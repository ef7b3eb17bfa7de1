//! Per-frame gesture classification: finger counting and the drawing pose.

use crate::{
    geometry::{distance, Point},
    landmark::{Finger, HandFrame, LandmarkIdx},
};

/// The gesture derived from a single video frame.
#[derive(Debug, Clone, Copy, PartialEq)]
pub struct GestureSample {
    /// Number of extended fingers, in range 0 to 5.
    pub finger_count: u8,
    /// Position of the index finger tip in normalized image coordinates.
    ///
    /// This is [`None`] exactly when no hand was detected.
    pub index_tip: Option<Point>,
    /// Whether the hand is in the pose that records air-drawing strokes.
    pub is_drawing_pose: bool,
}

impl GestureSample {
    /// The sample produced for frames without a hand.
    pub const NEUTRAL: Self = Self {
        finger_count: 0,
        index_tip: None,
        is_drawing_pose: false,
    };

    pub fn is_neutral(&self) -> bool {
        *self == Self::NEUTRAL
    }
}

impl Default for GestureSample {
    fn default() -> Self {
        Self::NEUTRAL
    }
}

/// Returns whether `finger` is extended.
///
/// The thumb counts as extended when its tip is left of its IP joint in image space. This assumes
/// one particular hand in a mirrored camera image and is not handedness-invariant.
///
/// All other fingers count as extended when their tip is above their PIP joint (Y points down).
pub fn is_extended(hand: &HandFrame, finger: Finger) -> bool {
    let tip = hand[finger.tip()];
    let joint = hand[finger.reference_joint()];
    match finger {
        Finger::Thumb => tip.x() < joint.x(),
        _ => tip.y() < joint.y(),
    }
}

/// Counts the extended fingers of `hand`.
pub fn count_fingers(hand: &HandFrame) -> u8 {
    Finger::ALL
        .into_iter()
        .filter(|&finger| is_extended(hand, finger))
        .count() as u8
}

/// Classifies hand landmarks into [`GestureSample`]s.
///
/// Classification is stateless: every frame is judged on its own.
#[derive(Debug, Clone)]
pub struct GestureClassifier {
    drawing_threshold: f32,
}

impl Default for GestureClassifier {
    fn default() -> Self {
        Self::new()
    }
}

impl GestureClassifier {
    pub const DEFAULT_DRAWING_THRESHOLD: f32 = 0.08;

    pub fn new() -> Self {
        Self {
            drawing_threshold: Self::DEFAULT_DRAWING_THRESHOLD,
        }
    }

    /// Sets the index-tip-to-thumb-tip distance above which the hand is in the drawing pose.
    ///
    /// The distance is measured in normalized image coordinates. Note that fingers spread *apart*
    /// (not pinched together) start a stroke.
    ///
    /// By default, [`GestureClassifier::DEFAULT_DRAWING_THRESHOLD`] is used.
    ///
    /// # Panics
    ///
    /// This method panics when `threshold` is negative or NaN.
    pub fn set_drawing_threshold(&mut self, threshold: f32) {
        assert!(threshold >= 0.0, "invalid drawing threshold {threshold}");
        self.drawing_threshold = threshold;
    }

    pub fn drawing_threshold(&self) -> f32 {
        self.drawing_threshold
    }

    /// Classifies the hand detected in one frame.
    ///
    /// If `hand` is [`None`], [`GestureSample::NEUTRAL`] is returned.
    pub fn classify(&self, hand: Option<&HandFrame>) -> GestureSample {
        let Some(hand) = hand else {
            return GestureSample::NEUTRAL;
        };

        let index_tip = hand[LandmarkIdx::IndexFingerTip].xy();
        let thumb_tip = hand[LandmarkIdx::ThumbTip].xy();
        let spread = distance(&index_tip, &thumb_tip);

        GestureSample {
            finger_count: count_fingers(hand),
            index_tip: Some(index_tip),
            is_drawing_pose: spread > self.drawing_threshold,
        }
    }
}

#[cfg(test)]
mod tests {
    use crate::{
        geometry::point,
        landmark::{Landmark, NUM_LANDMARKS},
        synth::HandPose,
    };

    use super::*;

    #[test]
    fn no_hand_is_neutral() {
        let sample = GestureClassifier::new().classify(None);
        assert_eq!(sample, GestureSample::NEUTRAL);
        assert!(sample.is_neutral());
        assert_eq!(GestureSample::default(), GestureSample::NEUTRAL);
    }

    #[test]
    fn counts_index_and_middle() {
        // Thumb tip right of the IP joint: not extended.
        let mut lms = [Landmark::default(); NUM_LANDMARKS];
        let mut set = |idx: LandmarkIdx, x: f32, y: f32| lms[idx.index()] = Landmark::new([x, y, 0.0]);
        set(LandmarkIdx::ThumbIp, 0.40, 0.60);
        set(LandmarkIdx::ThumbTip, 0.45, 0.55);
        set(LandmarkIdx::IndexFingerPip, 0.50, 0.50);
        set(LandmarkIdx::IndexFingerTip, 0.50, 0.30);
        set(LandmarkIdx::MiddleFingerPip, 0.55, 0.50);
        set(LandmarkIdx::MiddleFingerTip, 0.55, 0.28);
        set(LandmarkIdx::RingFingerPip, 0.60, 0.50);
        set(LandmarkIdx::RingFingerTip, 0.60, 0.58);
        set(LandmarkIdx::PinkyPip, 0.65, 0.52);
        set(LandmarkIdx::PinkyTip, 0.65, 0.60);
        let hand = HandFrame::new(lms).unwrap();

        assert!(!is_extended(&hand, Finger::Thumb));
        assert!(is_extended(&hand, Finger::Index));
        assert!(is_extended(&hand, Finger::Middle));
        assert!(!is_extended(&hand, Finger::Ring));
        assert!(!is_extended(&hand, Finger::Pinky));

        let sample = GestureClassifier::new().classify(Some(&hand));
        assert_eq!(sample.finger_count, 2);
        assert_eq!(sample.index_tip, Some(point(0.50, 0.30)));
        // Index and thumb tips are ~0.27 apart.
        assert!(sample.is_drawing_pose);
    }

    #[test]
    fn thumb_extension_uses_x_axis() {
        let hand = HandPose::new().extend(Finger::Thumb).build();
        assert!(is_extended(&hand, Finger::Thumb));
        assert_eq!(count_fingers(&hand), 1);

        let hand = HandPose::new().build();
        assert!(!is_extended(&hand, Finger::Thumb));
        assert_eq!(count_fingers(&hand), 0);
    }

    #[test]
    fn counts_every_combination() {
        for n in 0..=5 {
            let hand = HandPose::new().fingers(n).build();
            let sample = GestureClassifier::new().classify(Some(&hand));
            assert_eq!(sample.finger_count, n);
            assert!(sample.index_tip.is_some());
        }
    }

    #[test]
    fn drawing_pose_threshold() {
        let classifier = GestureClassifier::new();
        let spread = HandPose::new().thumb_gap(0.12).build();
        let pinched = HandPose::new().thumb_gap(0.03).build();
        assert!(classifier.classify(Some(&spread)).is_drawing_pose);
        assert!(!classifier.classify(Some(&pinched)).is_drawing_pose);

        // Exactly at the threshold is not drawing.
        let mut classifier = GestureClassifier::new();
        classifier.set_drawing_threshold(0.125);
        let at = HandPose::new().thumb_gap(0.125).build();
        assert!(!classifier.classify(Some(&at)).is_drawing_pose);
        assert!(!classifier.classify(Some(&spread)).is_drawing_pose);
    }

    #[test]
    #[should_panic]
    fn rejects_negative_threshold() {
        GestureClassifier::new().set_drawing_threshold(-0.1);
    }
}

### WORK INSTRUCTIONS
Write down every record shown above precisely.

### EXPECTED ANSWER
repository ef7b3eb17bfa7de1
//! Per-frame gesture classification: finger counting and the drawing pose.

use crate::{
    geometry::{distance, Point},
    landmark::{Finger, HandFrame, LandmarkIdx},
};

/// The gesture derived from a single video frame.
#[derive(Debug, Clone, Copy, PartialEq)]
pub struct GestureSample {
    /// Number of extended fingers, in range 0 to 5.
    pub finger_count: u8,
    /// Position of the index finger tip in normalized image coordinates.
    ///
    /// This is [`None`] exactly when no hand was detected.
    pub index_tip: Option<Point>,
    /// Whether the hand is in the pose that records air-drawing strokes.
    pub is_drawing_pose: bool,
}

impl GestureSample {
    /// The sample produced for frames without a hand.
    pub const NEUTRAL: Self = Self {
        finger_count: 0,
        index_tip: None,
        is_drawing_pose: false,
    };

    pub fn is_neutral(&self) -> bool {
        *self == Self::NEUTRAL
    }
}

impl Default for GestureSample {
    fn default() -> Self {
        Self::NEUTRAL
    }
}

/// Returns whether `finger` is extended.
///
/// The thumb counts as extended when its tip is left of its IP joint in image space. This assumes
/// one particular hand in a mirrored camera image and is not handedness-invariant.
///
/// All other fingers count as extended when their tip is above their PIP joint (Y points down).
pub fn is_extended(hand: &HandFrame, finger: Finger) -> bool {
    let tip = hand[finger.tip()];
    let joint = hand[finger.reference_joint()];
    match finger {
        Finger::Thumb => tip.x() < joint.x(),
        _ => tip.y() < joint.y(),
    }
}

/// Counts the extended fingers of `hand`.
pub fn count_fingers(hand: &HandFrame) -> u8 {
    Finger::ALL
        .into_iter()
        .filter(|&finger| is_extended(hand, finger))
        .count() as u8
}

/// Classifies hand landmarks into [`GestureSample`]s.
///
/// Classification is stateless: every frame is judged on its own.
#[derive(Debug, Clone)]
pub struct GestureClassifier {
    drawing_threshold: f32,
}

impl Default for GestureClassifier {
    fn default() -> Self {
        Self::new()
    }
}

impl GestureClassifier {
    pub const DEFAULT_DRAWING_THRESHOLD: f32 = 0.08;

    pub fn new() -> Self {
        Self {
            drawing_threshold: Self::DEFAULT_DRAWING_THRESHOLD,
        }
    }

    /// Sets the index-tip-to-thumb-tip distance above which the hand is in the drawing pose.
    ///
    /// The distance is measured in normalized image coordinates. Note that fingers spread *apart*
    /// (not pinched together) start a stroke.
    ///
    /// By default, [`GestureClassifier::DEFAULT_DRAWING_THRESHOLD`] is used.
    ///
    /// # Panics
    ///
    /// This method panics when `threshold` is negative or NaN.
    pub fn set_drawing_threshold(&mut self, threshold: f32) {
        assert!(threshold >= 0.0, "invalid drawing threshold {threshold}");
        self.drawing_threshold = threshold;
    }

    pub fn drawing_threshold(&self) -> f32 {
        self.drawing_threshold
    }

    /// Classifies the hand detected in one frame.
    ///
    /// If `hand` is [`None`], [`GestureSample::NEUTRAL`] is returned.
    pub fn classify(&self, hand: Option<&HandFrame>) -> GestureSample {
        let Some(hand) = hand else {
            return GestureSample::NEUTRAL;
        };

        let index_tip = hand[LandmarkIdx::IndexFingerTip].xy();
        let thumb_tip = hand[LandmarkIdx::ThumbTip].xy();
        let spread = distance(&index_tip, &thumb_tip);

        GestureSample {
            finger_count: count_fingers(hand),
            index_tip: Some(index_tip),
            is_drawing_pose: spread > self.drawing_threshold,
        }
    }
}

#[cfg(test)]
mod tests {
    use crate::{
        geometry::point,
        landmark::{Landmark, NUM_LANDMARKS},
        synth::HandPose,
    };

    use super::*;

    #[test]
    fn no_hand_is_neutral() {
        let sample = GestureClassifier::new().classify(None);
        assert_eq!(sample, GestureSample::NEUTRAL);
        assert!(sample.is_neutral());
        assert_eq!(GestureSample::default(), GestureSample::NEUTRAL);
    }

    #[test]
    fn counts_index_and_middle() {
        // Thumb tip right of the IP joint: not extended.
        let mut lms = [Landmark::default(); NUM_LANDMARKS];
        let mut set = |idx: LandmarkIdx, x: f32, y: f32| lms[idx.index()] = Landmark::new([x, y, 0.0]);
        set(LandmarkIdx::ThumbIp, 0.40, 0.60);
        set(LandmarkIdx::ThumbTip, 0.45, 0.55);
        set(LandmarkIdx::IndexFingerPip, 0.50, 0.50);
        set(LandmarkIdx::IndexFingerTip, 0.50, 0.30);
        set(LandmarkIdx::MiddleFingerPip, 0.55, 0.50);
        set(LandmarkIdx::MiddleFingerTip, 0.55, 0.28);
        set(LandmarkIdx::RingFingerPip, 0.60, 0.50);
        set(LandmarkIdx::RingFingerTip, 0.60, 0.58);
        set(LandmarkIdx::PinkyPip, 0.65, 0.52);
        set(LandmarkIdx::PinkyTip, 0.65, 0.60);
        let hand = HandFrame::new(lms).unwrap();

        assert!(!is_extended(&hand, Finger::Thumb));
        assert!(is_extended(&hand, Finger::Index));
        assert!(is_extended(&hand, Finger::Middle));
        assert!(!is_extended(&hand, Finger::Ring));
        assert!(!is_extended(&hand, Finger::Pinky));

        let sample = GestureClassifier::new().classify(Some(&hand));
        assert_eq!(sample.finger_count, 2);
        assert_eq!(sample.index_tip, Some(point(0.50, 0.30)));
        // Index and thumb tips are ~0.27 apart.
        assert!(sample.is_drawing_pose);
    }

    #[test]
    fn thumb_extension_uses_x_axis() {
        let hand = HandPose::new().extend(Finger::Thumb).build();
        assert!(is_extended(&hand, Finger::Thumb));
        assert_eq!(count_fingers(&hand), 1);

        let hand = HandPose::new().build();
        assert!(!is_extended(&hand, Finger::Thumb));
        assert_eq!(count_fingers(&hand), 0);
    }

    #[test]
    fn counts_every_combination() {
        for n in 0..=5 {
            let hand = HandPose::new().fingers(n).build();
            let sample = GestureClassifier::new().classify(Some(&hand));
            assert_eq!(sample.finger_count, n);
            assert!(sample.index_tip.is_some());
        }
    }

    #[test]
    fn drawing_pose_threshold() {
        let classifier = GestureClassifier::new();
        let spread = HandPose::new().thumb_gap(0.12).build();
        let pinched = HandPose::new().thumb_gap(0.03).build();
        assert!(classifier.classify(Some(&spread)).is_drawing_pose);
        assert!(!classifier.classify(Some(&pinched)).is_drawing_pose);

        // Exactly at the threshold is not drawing.
        let mut classifier = GestureClassifier::new();
        classifier.set_drawing_threshold(0.125);
        let at = HandPose::new().thumb_gap(0.125).build();
        assert!(!classifier.classify(Some(&at)).is_drawing_pose);
        assert!(!classifier.classify(Some(&spread)).is_drawing_pose);
    }

    #[test]
    #[should_panic]
    fn rejects_negative_threshold() {
        GestureClassifier::new().set_drawing_threshold(-0.1);
    }
}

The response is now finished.